Report all lines below with the word "Builds".

◆ Materials provided:

________________

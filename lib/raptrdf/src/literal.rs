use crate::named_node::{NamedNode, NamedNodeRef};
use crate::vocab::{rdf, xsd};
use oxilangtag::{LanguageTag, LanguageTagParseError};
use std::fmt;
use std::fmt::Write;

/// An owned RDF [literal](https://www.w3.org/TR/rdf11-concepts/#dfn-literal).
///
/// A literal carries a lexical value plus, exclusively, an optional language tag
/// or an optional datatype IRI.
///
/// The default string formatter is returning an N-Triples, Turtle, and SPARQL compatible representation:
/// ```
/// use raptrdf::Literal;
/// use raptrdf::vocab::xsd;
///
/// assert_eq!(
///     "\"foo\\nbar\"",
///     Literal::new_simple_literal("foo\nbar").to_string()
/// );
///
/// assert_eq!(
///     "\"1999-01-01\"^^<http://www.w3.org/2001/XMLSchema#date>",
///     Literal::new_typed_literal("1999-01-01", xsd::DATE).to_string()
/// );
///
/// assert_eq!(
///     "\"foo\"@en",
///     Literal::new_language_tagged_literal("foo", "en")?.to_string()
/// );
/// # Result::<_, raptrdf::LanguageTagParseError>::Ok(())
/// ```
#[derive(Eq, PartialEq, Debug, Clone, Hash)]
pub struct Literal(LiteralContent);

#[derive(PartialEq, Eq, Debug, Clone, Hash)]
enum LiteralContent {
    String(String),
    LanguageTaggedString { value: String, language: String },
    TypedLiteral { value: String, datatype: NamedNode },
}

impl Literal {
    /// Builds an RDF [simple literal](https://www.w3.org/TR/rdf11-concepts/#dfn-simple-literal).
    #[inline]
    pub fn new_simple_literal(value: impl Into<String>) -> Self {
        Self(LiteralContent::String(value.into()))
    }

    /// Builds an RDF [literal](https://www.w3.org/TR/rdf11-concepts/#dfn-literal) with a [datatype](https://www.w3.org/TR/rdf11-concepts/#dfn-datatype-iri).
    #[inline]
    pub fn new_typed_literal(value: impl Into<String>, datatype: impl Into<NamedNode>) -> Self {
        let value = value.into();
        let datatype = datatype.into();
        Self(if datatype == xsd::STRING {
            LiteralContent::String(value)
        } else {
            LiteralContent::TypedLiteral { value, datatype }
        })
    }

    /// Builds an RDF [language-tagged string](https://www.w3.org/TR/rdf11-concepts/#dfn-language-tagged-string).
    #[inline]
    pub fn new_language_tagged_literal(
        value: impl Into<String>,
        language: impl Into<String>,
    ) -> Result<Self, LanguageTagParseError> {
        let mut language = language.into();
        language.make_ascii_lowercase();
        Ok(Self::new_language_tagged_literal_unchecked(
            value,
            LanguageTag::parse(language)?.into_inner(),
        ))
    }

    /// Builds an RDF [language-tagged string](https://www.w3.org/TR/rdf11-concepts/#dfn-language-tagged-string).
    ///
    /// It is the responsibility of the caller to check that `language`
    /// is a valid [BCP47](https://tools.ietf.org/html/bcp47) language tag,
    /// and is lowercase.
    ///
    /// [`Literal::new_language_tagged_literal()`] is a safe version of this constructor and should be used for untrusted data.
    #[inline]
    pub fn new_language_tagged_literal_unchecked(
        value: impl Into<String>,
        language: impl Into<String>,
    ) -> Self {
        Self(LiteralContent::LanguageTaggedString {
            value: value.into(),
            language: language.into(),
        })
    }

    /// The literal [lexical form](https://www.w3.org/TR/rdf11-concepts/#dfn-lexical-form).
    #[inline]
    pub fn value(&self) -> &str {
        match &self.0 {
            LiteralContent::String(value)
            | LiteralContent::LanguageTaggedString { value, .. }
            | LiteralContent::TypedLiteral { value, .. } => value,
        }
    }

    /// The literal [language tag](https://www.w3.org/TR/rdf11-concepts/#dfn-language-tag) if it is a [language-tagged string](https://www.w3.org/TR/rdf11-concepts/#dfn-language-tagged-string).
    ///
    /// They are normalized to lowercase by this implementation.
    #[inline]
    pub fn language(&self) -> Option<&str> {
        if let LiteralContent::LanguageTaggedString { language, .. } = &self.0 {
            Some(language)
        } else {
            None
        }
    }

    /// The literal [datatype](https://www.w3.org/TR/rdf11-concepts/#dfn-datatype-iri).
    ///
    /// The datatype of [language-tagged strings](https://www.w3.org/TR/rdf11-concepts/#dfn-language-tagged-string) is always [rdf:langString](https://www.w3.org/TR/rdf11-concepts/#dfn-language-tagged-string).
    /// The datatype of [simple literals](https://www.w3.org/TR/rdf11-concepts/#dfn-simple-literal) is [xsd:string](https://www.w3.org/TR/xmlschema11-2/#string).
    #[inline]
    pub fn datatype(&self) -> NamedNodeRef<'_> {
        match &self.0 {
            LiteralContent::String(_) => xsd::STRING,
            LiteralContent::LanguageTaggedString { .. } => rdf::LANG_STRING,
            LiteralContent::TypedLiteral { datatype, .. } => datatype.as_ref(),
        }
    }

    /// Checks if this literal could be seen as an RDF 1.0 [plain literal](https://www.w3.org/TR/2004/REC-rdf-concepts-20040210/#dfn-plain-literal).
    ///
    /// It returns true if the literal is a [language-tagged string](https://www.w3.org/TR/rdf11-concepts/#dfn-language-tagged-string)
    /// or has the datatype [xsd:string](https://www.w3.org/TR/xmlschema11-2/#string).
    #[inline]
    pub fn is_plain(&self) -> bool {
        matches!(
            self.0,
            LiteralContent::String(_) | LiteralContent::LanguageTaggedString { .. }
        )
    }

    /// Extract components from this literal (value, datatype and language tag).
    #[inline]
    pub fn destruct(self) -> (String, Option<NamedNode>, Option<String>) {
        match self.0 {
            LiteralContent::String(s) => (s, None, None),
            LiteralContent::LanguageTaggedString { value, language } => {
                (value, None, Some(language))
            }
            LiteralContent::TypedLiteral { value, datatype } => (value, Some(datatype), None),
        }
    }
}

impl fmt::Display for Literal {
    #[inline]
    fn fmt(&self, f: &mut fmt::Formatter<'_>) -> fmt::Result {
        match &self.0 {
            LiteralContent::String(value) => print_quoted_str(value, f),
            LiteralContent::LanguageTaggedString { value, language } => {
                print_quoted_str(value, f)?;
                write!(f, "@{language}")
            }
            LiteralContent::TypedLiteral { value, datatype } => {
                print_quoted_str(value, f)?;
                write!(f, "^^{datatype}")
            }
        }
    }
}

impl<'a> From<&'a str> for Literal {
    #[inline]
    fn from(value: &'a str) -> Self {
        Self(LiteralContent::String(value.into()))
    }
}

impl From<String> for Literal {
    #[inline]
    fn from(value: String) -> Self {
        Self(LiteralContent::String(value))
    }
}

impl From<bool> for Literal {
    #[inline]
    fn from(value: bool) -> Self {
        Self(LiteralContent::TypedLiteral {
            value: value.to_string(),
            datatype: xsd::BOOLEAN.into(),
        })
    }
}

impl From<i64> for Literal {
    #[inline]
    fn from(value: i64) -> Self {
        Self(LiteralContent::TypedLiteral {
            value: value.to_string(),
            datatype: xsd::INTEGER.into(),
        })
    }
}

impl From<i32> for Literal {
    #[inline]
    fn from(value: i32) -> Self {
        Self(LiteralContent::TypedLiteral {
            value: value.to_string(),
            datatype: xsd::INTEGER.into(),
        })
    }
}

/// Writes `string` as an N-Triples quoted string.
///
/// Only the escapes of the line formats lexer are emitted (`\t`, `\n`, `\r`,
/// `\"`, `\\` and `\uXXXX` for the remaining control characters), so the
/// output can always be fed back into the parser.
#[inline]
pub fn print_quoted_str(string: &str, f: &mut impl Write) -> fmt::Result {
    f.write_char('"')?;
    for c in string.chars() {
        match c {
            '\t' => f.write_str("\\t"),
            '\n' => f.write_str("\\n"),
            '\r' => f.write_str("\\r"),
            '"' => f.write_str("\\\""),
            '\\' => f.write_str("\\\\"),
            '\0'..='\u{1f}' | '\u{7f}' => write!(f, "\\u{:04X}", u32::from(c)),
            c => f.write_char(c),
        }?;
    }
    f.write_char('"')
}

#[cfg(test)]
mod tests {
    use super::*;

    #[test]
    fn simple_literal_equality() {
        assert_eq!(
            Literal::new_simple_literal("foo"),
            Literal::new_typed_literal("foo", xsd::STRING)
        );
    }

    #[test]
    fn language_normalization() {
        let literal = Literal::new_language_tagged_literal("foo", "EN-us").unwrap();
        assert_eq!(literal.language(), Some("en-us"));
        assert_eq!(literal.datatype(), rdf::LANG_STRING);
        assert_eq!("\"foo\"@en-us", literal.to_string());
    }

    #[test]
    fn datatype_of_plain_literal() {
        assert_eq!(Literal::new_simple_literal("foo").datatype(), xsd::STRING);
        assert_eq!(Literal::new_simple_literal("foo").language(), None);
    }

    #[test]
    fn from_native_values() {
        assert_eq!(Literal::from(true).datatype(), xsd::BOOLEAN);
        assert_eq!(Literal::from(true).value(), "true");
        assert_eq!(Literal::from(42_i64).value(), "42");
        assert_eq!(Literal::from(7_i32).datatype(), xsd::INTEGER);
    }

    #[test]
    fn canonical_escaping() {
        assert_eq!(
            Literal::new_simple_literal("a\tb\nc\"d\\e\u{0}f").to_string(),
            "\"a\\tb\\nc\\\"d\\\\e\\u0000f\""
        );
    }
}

________________

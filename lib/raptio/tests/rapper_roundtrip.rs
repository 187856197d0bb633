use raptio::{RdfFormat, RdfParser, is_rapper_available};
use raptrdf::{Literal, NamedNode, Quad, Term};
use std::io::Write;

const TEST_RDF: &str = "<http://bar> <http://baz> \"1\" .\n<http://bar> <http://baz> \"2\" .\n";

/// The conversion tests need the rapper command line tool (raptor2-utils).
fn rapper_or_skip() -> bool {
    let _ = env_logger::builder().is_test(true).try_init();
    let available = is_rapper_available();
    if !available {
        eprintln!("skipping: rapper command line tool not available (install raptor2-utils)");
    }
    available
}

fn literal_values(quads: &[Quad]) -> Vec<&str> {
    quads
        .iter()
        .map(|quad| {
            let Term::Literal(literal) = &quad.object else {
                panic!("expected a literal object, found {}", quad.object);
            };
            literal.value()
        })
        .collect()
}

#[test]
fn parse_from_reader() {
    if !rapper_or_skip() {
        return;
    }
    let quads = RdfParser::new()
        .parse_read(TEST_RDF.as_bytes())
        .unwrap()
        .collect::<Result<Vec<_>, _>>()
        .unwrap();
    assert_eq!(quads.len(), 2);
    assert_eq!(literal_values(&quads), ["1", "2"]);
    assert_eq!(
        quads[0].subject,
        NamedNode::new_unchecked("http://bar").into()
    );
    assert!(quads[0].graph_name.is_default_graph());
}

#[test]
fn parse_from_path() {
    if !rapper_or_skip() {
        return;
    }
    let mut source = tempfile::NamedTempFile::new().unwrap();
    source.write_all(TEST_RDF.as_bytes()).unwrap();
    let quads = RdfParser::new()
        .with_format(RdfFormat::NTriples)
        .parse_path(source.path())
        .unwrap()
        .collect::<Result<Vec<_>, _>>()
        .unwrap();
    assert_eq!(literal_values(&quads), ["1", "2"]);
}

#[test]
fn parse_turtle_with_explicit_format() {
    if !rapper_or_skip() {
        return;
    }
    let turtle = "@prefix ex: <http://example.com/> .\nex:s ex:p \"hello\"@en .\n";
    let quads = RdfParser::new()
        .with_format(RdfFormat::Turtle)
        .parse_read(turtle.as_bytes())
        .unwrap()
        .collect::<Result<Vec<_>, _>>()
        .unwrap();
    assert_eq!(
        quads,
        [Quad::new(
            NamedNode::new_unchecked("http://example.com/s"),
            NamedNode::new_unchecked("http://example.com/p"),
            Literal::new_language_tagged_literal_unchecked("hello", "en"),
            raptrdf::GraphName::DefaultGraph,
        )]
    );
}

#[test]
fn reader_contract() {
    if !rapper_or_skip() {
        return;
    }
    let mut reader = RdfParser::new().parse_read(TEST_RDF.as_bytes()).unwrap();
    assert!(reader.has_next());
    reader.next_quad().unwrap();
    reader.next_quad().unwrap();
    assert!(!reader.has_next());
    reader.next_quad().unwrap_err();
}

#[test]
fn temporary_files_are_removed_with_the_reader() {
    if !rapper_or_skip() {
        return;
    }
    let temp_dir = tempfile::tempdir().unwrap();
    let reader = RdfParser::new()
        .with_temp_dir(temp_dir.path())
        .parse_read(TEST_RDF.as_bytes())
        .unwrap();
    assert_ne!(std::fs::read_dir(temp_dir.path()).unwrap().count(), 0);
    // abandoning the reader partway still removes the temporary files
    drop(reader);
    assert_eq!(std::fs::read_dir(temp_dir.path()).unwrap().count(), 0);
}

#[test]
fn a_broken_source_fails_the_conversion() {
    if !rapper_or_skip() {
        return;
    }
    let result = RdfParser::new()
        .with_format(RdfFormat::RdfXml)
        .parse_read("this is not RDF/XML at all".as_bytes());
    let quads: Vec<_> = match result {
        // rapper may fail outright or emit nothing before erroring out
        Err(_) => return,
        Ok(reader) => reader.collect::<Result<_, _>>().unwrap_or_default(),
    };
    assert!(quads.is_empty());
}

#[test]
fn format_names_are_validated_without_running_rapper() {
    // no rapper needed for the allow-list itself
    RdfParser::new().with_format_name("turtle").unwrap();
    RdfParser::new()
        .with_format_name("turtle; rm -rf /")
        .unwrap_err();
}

________________

◆ Output for this exercise:
    /// Builds an RDF [simple literal](https://www.w3.org/TR/rdf11-concepts/#dfn-simple-literal).
    /// Builds an RDF [literal](https://www.w3.org/TR/rdf11-concepts/#dfn-literal) with a [datatype](https://www.w3.org/TR/rdf11-concepts/#dfn-datatype-iri).
    /// Builds an RDF [language-tagged string](https://www.w3.org/TR/rdf11-concepts/#dfn-language-tagged-string).
    /// Builds an RDF [language-tagged string](https://www.w3.org/TR/rdf11-concepts/#dfn-language-tagged-string).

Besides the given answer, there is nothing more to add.